Right. And he was the brother who did, or didn't,
come back?
No. He died in a POW camp at Sandakan.
Right. And Reg was saying his other brother came
back, an ex-POW, but much reduced.
Yes. Jim, who was the eldest son, the eldest boy, he came back five stone one out of the Japanese POW camp.
Right. Well, let's move on. You crossed the
Pacific I know to Vancouver and then across Canada to Halifax. I
think at Halifax you .... There was something of a disagreement
about the ship you were about to embark on?
Well, it was the filthiest ship, this was the Empress
of Asia, and it was absolutely filthy as it had just transported
some thousands of Italian prisoners of war from the desert and they
were a notoriously dirty mob. And we refused, point blank, to
sail on the ship. And later on the air officer commanding the
Canadian air force came down from Ottawa and saw that the ship was
cleaned up in a sense prior to our embarking, which we did, and
finally after I think it was thirteen days' sailing we reached
Liverpool after being north of Iceland and God knows where.
You were sailing, I think you said, as a lone
ship. The Atlantic was a dangerous place. What tensions
were there on board? Were you involved at all in the observation
and so on to defend the ship?
No, not exactly, Ed. The main thing that I found - I spent most
of my time on deck even though it was bitterly cold - and the main thing
there was to dodge sea-sick Canadian soldiers who were lying and
sprawled all over the deck, and, oh, pretty terrible
conditions.
Well, Bournemouth in England, I know you did have some
leave, and you were then posted down to 61 OTU, which was from a
period October through to mid-December 1941. I think this was
for a conversion course to Spitfires?
That's right, Ed. This was the culmination of, what, nearly
twelve months of wanting to fly these little toys and the conversion to
them was particularly good. Unfortunately, I pranged one of them,
a Spit 2, having run out of gas. My fault entirely and
I took full blame for it.
Could I just pause for a moment. Let's just pursue
that story for a moment. I'd imagine navigation was quite
tricky. Had you become lost and couldn't get back, or what?
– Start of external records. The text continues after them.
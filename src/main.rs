//! Daily Planner - terminal to-do list with a time-of-day greeting

use anyhow::Result;
use clap::{CommandFactory, Parser};
use clap_complete::generate;
use daily_planner::cli::{self, Cli, Commands};
use daily_planner::config::Config;
use daily_planner::{logging, tui};

#[tokio::main]
async fn main() -> Result<()> {
    logging::init_from_env()?;

    let cli = Cli::parse();

    match cli.command {
        Some(Commands::Completion { shell }) => {
            generate(shell, &mut Cli::command(), "planner", &mut std::io::stdout());
            Ok(())
        }
        Some(Commands::Greeting(args)) => cli::greeting::run(args),
        None => {
            let mut config = Config::load_or_init()?;
            if let Some(theme) = cli.theme {
                config.theme.name = theme;
            }
            tracing::debug!("Starting TUI with {:?}", config);
            tui::run(&config).await
        }
    }
}
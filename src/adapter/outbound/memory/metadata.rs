//! Address metadata held in memory.
//!
//! The wallet's activity scanner upserts records here; the refresh policy
//! reads them through [`AddressMetadataProvider`].

use dashmap::DashMap;

use crate::domain::{chain::Chain, metadata::AddressMetadata, request::AddressRef};
use crate::port::outbound::metadata::AddressMetadataProvider;

#[derive(Default)]
pub struct InMemoryMetadataStore {
    records: DashMap<AddressRef, AddressMetadata>,
}

impl InMemoryMetadataStore {
    pub fn new() -> Self {
        Self::default()
    }

    /// Insert or replace the record for the metadata's address.
    pub fn upsert(&self, metadata: AddressMetadata) {
        let key = AddressRef::new(metadata.chain, metadata.address.clone());
        self.records.insert(key, metadata);
    }

    /// Remove an address. Returns the previous record.
    pub fn remove(&self, chain: Chain, address: &str) -> Option<AddressMetadata> {
        self.records
            .remove(&AddressRef::new(chain, address))
            .map(|(_, metadata)| metadata)
    }

    pub fn len(&self) -> usize {
        self.records.len()
    }

    pub fn is_empty(&self) -> bool {
        self.records.is_empty()
    }
}

impl AddressMetadataProvider for InMemoryMetadataStore {
    fn get_address(&self, chain: Chain, address: &str) -> Option<AddressMetadata> {
        self.records
            .get(&AddressRef::new(chain, address))
            .map(|record| record.value().clone())
    }
}

#[cfg(test)]
mod tests {
    use super::*;
    use chrono::Utc;

    #[test]
    fn upsert_replaces_and_scopes_by_chain() {
        let store = InMemoryMetadataStore::new();
        store.upsert(AddressMetadata::new(Chain::Bsv, "1A"));
        store.upsert(
            AddressMetadata::new(Chain::Bsv, "1A")
                .with_activity(true)
                .with_last_scanned(Utc::now()),
        );

        assert_eq!(store.len(), 1);
        assert!(store.get_address(Chain::Bsv, "1A").unwrap().has_activity);
        assert!(store.get_address(Chain::Eth, "1A").is_none());
    }

    #[test]
    fn remove_returns_previous() {
        let store = InMemoryMetadataStore::new();
        store.upsert(AddressMetadata::new(Chain::Eth, "0x1"));
        assert!(store.remove(Chain::Eth, "0x1").is_some());
        assert!(store.is_empty());
    }
}
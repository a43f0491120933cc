use thiserror::Error;

use crate::domain::chain::Chain;

/// Configuration-related errors with structured variants.
#[derive(Error, Debug)]
pub enum ConfigError {
    #[error("missing required field: {field} ({hint})")]
    MissingField {
        field: &'static str,
        hint: &'static str,
    },

    #[error("invalid value for {field}: {reason}")]
    InvalidValue { field: &'static str, reason: String },

    #[error("failed to read config file: {0}")]
    ReadFile(#[source] std::io::Error),

    #[error("failed to parse config: {0}")]
    Parse(#[source] toml::de::Error),
}

/// A single provider call failed.
///
/// Variants carry rendered messages rather than the transport error itself so
/// the same failure can be recorded in a log line and returned to a caller.
#[derive(Error, Debug, Clone, PartialEq, Eq)]
pub enum ProviderError {
    #[error("request timed out: {0}")]
    Timeout(String),

    #[error("connection failed: {0}")]
    Connect(String),

    #[error("transport error: {0}")]
    Transport(String),

    #[error("HTTP {status}: {body}")]
    Status { status: u16, body: String },

    #[error("JSON-RPC error {code}: {message}")]
    Rpc { code: i64, message: String },

    #[error("provider API error: {0}")]
    Api(String),

    #[error("malformed provider response: {0}")]
    Malformed(String),

    #[error("invalid address '{0}'")]
    InvalidAddress(String),

    #[error("invalid endpoint '{url}': {reason}")]
    InvalidEndpoint { url: String, reason: String },
}

impl ProviderError {
    /// Whether another attempt against the same endpoint could succeed.
    #[must_use]
    pub fn is_retryable(&self) -> bool {
        match self {
            Self::Timeout(_) | Self::Connect(_) | Self::Transport(_) => true,
            Self::Status { status, .. } => *status == 429 || *status >= 500,
            _ => false,
        }
    }
}

impl From<reqwest::Error> for ProviderError {
    fn from(err: reqwest::Error) -> Self {
        if err.is_timeout() {
            Self::Timeout(err.to_string())
        } else if err.is_connect() {
            Self::Connect(err.to_string())
        } else if let Some(status) = err.status() {
            Self::Status {
                status: status.as_u16(),
                body: err.to_string(),
            }
        } else if err.is_decode() {
            Self::Malformed(err.to_string())
        } else {
            Self::Transport(err.to_string())
        }
    }
}

/// Balance subsystem outcomes that callers are expected to handle.
#[derive(Error, Debug, Clone, PartialEq, Eq)]
pub enum BalanceError {
    #[error("unsupported chain: {0}")]
    UnsupportedChain(String),

    #[error("no cached balance for {chain}:{address} after fetch failure: {reason}")]
    CacheNotFound {
        chain: Chain,
        address: String,
        reason: String,
    },

    #[error("no cached balance for {chain}:{address}")]
    NoCachedBalance { chain: Chain, address: String },

    #[error("bulk balance fetch failed, {fallback} address(es) served from cache: {reason}")]
    BulkFallback { fallback: usize, reason: String },

    #[error("balance request for {chain}:{address} canceled before completion")]
    Canceled { chain: Chain, address: String },

    #[error("cache write failed: {0}")]
    CacheWrite(String),
}

#[derive(Error, Debug)]
pub enum Error {
    #[error(transparent)]
    Config(#[from] ConfigError),

    #[error(transparent)]
    Provider(#[from] ProviderError),

    #[error(transparent)]
    Balance(#[from] BalanceError),

    #[error("JSON parsing error: {0}")]
    Json(#[from] serde_json::Error),

    #[error("IO error: {0}")]
    Io(#[from] std::io::Error),

    #[error("URL parse error: {0}")]
    Url(#[from] url::ParseError),
}

impl Error {
    /// The balance-level cause, if this error is one.
    #[must_use]
    pub fn as_balance(&self) -> Option<&BalanceError> {
        match self {
            Self::Balance(err) => Some(err),
            _ => None,
        }
    }
}

pub type Result<T> = std::result::Result<T, Error>;
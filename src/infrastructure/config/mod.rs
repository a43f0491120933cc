//! Infrastructure configuration modules.

pub mod balance;
pub mod chain;
pub mod http;
pub mod logging;
pub mod settings;
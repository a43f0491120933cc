//! Composition root: build the balance stack from configuration.

use std::sync::Arc;

use tracing::info;

use super::config::settings::Config;
use super::transport::SharedTransport;
use crate::adapter::outbound::bsv::whatsonchain::WhatsOnChainClient;
use crate::adapter::outbound::eth::{etherscan::EtherscanClient, rpc::RpcClientFactory};
use crate::adapter::outbound::storage::json_file::JsonFileStorage;
use crate::application::balance::{
    cache::BalanceCache, fetcher::BalanceFetcher, policy::RefreshPolicy, service::BalanceService,
};
use crate::error::Result;
use crate::port::{
    outbound::cache::CacheStorage, outbound::config::ConfigProvider,
    outbound::metadata::AddressMetadataProvider,
};

/// The wired balance stack.
///
/// The cache is exposed for local post-send writes and persistence; the
/// service answers lookups.
pub struct BalanceEngine {
    pub cache: Arc<BalanceCache>,
    pub service: BalanceService,
    storage: JsonFileStorage,
}

impl BalanceEngine {
    /// Wire providers, cache, policy and service from `config`.
    ///
    /// `metadata` is the wallet's activity store, consulted by the refresh
    /// policy. Nothing is read from disk; call [`hydrate`](Self::hydrate).
    ///
    /// # Errors
    ///
    /// Returns an error if `config` fails validation.
    #[allow(clippy::result_large_err)]
    pub fn build(config: Config, metadata: Arc<dyn AddressMetadataProvider>) -> Result<Self> {
        config.validate()?;

        let transport = SharedTransport::global(&config.http);
        let http = transport.http().clone();
        let tokens = config.tracked_tokens();

        let cache = Arc::new(BalanceCache::with_tokens(tokens.clone()));
        let etherscan = Arc::new(EtherscanClient::new(
            http.clone(),
            config.eth.etherscan_url.clone(),
            config.eth.chain_id,
            config.etherscan_api_key(),
        ));
        let bsv = Arc::new(WhatsOnChainClient::new(http.clone(), config.bsv.api_url.clone()));
        let rpc = Arc::new(RpcClientFactory::new(http));

        info!(
            eth_provider = %config.eth_provider(),
            rpc_configured = config.eth_rpc().is_some(),
            fallback_rpcs = config.eth.fallback_rpc_urls.len(),
            bulk_limit = config.bsv.bulk_limit,
            "Building balance engine"
        );

        let storage = JsonFileStorage::new(config.cache_path());
        let balance = config.balance.clone();
        let retry = config.retry.clone();
        let bulk_limit = config.bsv.bulk_limit;
        let config: Arc<dyn ConfigProvider> = Arc::new(config);

        let fetcher = BalanceFetcher::new(cache.clone(), config, rpc, etherscan, bsv)
            .with_tokens(tokens.clone())
            .with_retry(retry)
            .with_trust_window(balance.trust_window())
            .with_bulk_limit(bulk_limit);

        let policy = RefreshPolicy::new(cache.clone(), metadata)
            .with_tokens(tokens)
            .with_thresholds(balance.thresholds());

        let mut service = BalanceService::new(Arc::new(fetcher))
            .with_policy(Arc::new(policy))
            .with_max_concurrent(balance.max_concurrent)
            .with_stale_after(balance.stale_after());
        if let Some(limit) = balance.request_timeout() {
            service = service.with_request_timeout(limit);
        }

        Ok(Self {
            cache,
            service,
            storage,
        })
    }

    /// Load the persisted cache. Returns the number of entries taken.
    #[allow(clippy::result_large_err)]
    pub fn hydrate(&self) -> Result<usize> {
        self.cache.hydrate(&self.storage)
    }

    /// Persist the cache. Returns the number of entries written.
    #[allow(clippy::result_large_err)]
    pub fn flush(&self) -> Result<usize> {
        self.cache.flush(&self.storage)
    }

    #[must_use]
    pub fn storage(&self) -> &dyn CacheStorage {
        &self.storage
    }
}
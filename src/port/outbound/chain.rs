//! Chain provider ports.
//!
//! Wire protocols live in the adapters; the engine only sees balances in
//! base units.

use std::collections::HashMap;
use std::sync::Arc;

use alloy_primitives::U256;
use async_trait::async_trait;

use crate::domain::token::TrackedToken;
use crate::error::ProviderError;

/// Account-model balance source for Ethereum (JSON-RPC node or indexer API).
#[async_trait]
pub trait EthBalanceClient: Send + Sync {
    /// Native balance in wei.
    async fn native_balance(&self, address: &str) -> Result<U256, ProviderError>;

    /// ERC-20 balance in the token's base units.
    async fn token_balance(&self, address: &str, token: &TrackedToken)
        -> Result<U256, ProviderError>;

    /// Endpoint description for logs.
    fn endpoint(&self) -> &str;
}

/// Builds JSON-RPC clients for an endpoint URL.
///
/// Every client built by one factory shares the factory's HTTP transport;
/// dropping a client never closes pooled connections.
#[async_trait]
pub trait EthClientFactory: Send + Sync {
    async fn connect(&self, url: &str) -> Result<Arc<dyn EthBalanceClient>, ProviderError>;
}

/// Confirmed and pending balance of a UTXO address, in satoshis.
#[derive(Debug, Clone, Copy, Default, PartialEq, Eq)]
pub struct SatoshiBalance {
    pub confirmed: i64,
    pub unconfirmed: i64,
}

impl SatoshiBalance {
    #[must_use]
    pub const fn new(confirmed: i64, unconfirmed: i64) -> Self {
        Self {
            confirmed,
            unconfirmed,
        }
    }
}

/// BSV balance source.
#[async_trait]
pub trait BsvBalanceClient: Send + Sync {
    async fn native_balance(&self, address: &str) -> Result<SatoshiBalance, ProviderError>;

    /// Balances for many addresses in one call.
    ///
    /// Providers may silently omit addresses (for instance ones they judge
    /// empty); callers treat absence as "unknown", not zero.
    async fn bulk_native_balance(
        &self,
        addresses: &[String],
    ) -> Result<HashMap<String, SatoshiBalance>, ProviderError>;
}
Well, I knew that I was somewhere over England but I really
wasn't certain exactly where it was because I'd been low flying,
unauthorised low flying, and apparently the winds had swept me out and
I didn't know where I was actually. So I put down on the first
little place that I could find which was a place called Dagenham Park.
And
that was a wheels-down landing?
No, that was a wheels-up landing! The CO of the squadron of the
61 OTU, he wasn't very, very happy with it either.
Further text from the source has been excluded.